American Renaissance

Brothers Swindle Woman, 85, Out of $1.3M

AP, Ledger-Enquirer.com (AL), May 22

LOS ANGELES — The owners of a neighborhood market have renounced their U.S. citizenship and left the country after pleading guilty to swindling an elderly woman of more than $1 million, federal authorities said.

The men’s nephew, meanwhile, is a fugitive from charges that he tried to kill the 85-year-old victim last year by hitting her with a car, authorities said Friday.

Ismat Sabha, 49, and Nashat Sabha, 46, pleaded guilty May 5 to conspiracy in connection with elder abuse and theft, authorities said. Their seven-year sentences were suspended when they agreed to return the money and renounce their citizenship, which they did at a U.S. consulate in Tijuana. They returned to Jordan on Thursday and, as convicted felons, cannot get visas to return, said John Rocha, a senior special agent with U.S. Immigration and Customs Enforcement.

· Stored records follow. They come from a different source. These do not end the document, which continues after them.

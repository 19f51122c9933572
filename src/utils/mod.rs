pub mod constants;
pub mod coordinates;
pub mod filename;
pub mod progress;

pub use constants::*;
pub use coordinates::{decmin_to_decdeg, parse_decimal, round_coordinate};
pub use filename::{generate_default_map_filename, generate_default_records_filename};
pub use progress::ProgressReporter;
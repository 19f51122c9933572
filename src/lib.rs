pub mod cli;
pub mod config;
pub mod error;
pub mod models;
pub mod processors;
pub mod projection;
pub mod readers;
pub mod register;
pub mod utils;
pub mod writers;

pub use error::{ProcessingError, Result};
use crate::error::Result;
use crate::utils::constants::{
    CONFIG_FILE, DEFAULT_RADIUS, DEFAULT_REQUEST_TIMEOUT_SECS, ENV_PREFIX, REGISTER_ENCODING,
    REGISTER_FILE, TEMPLATE_ENCODING, TEMPLATE_SHEET,
};
use config::{Config, Environment, File};
use serde::Deserialize;
use std::path::{Path, PathBuf};

/// Runtime settings: defaults, then an optional TOML file, then `STNREG_*`
/// environment variables
#[derive(Debug, Clone, PartialEq, Deserialize)]
#[serde(default)]
pub struct Settings {
    pub register_path: PathBuf,
    pub register_encoding: String,
    pub template_sheet: String,
    /// Fallback for template text exports that are not UTF-8
    pub template_encoding: String,
    pub default_radius: u32,
    pub api_url: Option<String>,
    pub api_key: Option<String>,
    pub request_timeout_secs: u64,
}

impl Default for Settings {
    fn default() -> Self {
        Self {
            register_path: PathBuf::from(REGISTER_FILE),
            register_encoding: REGISTER_ENCODING.to_string(),
            template_sheet: TEMPLATE_SHEET.to_string(),
            template_encoding: TEMPLATE_ENCODING.to_string(),
            default_radius: DEFAULT_RADIUS,
            api_url: None,
            api_key: None,
            request_timeout_secs: DEFAULT_REQUEST_TIMEOUT_SECS,
        }
    }
}

impl Settings {
    /// Load settings; an explicit `path` must exist, the default file may not
    pub fn load(path: Option<&Path>) -> Result<Self> {
        let file = match path {
            Some(p) => File::from(p).required(true),
            None => File::with_name(CONFIG_FILE).required(false),
        };
        Self::from_sources(file, Environment::with_prefix(ENV_PREFIX))
    }

    fn from_sources(file: File<config::FileSourceFile, config::FileFormat>, env: Environment) -> Result<Self> {
        let settings = Config::builder()
            .add_source(file)
            .add_source(env.try_parsing(true))
            .build()?
            .try_deserialize::<Settings>()?;
        Ok(settings)
    }
}
pub mod dataset;
pub mod encoding;
pub mod station;

pub use dataset::Dataset;
pub use encoding::CoordinateEncoding;
pub use station::{GeoPoint, StationRecord};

“We assure ourselves that no American will ever be victimized by them again,” Rocha said.

The case broke last year when customs agents in Memphis intercepted an undeclared $100,000 check being sent by Federal Express to Jordan and feared it might be going to terrorist causes, Rocha said.

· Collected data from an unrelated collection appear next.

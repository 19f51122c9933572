use crate::error::Result;
use crate::models::Dataset;
use csv::ReaderBuilder;

/// Parse delimited text with a header row, keeping every cell as a string
pub fn parse_delimited(text: &str, delimiter: u8) -> Result<Dataset> {
    let mut reader = ReaderBuilder::new()
        .delimiter(delimiter)
        .has_headers(true)
        .flexible(true)
        .from_reader(text.as_bytes());

    let columns: Vec<String> = reader.headers()?.iter().map(str::to_string).collect();
    let mut dataset = Dataset::new(columns);

    for record in reader.records() {
        let record = record?;
        dataset.push_row(record.iter().map(str::to_string).collect());
    }

    Ok(dataset)
}

/// Pick the delimiter of an exported sheet from its header line
pub fn sniff_delimiter(text: &str) -> u8 {
    let header = text.lines().next().unwrap_or_default();
    [b'\t', b';', b',']
        .into_iter()
        .max_by_key(|d| header.matches(*d as char).count())
        .filter(|d| header.contains(*d as char))
        .unwrap_or(b'\t')
}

Terrorists eventually were ruled out but the complex case finally led to the Sabha brothers.

Beginning as far back as 1992, the men stole more than $3 million from at least three elderly women that were customers of the Star Market, a liquor and convenience store they owned in Los Angeles, authorities said.

The men, who were naturalized citizens living in the United States for more than 20 years, would befriend the women and eventually raid their credit card and debit accounts for cash as well as convince them to sell real estate and turn over the proceeds, Rocha said.

The money went to other family members in Jordan, who owned a hotel and were building another, he said.

One victim, Anita McKinnon, 89, lost all her savings, Rocha said. When she discovered she had been duped, she began to help the brothers victimize another woman, Anne Kelly, in hopes of getting back some of her money, Rocha said.

She pleaded guilty to conspiracy earlier this year and was sentenced to the four months she already has spent in prison, said Sandi Gibbons of the Los Angeles County district attorney’s office.

About $1.3 million was stolen from Kelly. All but about $128,000 has been returned and the woman, who suffers from dementia, is living with a full-time caregiver in a secure apartment, said Frumeh Labow, her court-appointed conservator.

About half of her savings had been stolen when a nephew, suspecting foul play, stepped in and arranged to have the assets frozen and a conservator appointed, authorities said.

The nephew also may have saved Kelly’s life by alerting authorities, Rocha said.

The men apparently had intended to kill Kelly because they had access to her account and no longer needed her, he alleged.

Labow said Kelly was hospitalized twice in January 2002. She was struck by a hit-and-run driver and another time was found vomiting in the courtyard of her apartment building.

“It’s our belief that she was given denatured alcohol slipped into a drink,” Labow said.

An arrest warrant has been issued for Mohammed Sughair, a nephew of the two brothers, on charges of theft, conspiracy, attempted murder and making criminal threats, Gibbons said.

He may be in Jordan, Rocha said.

Guadalupe Sabha, Nashat Sabha’s wife, earlier this year pleaded guilty to being an accessory after the fact and was sentenced to 228 days in jail.

Beatrice Lawson, a lawyer accused of helping the brothers, is awaiting trial on charges of theft, authorities said.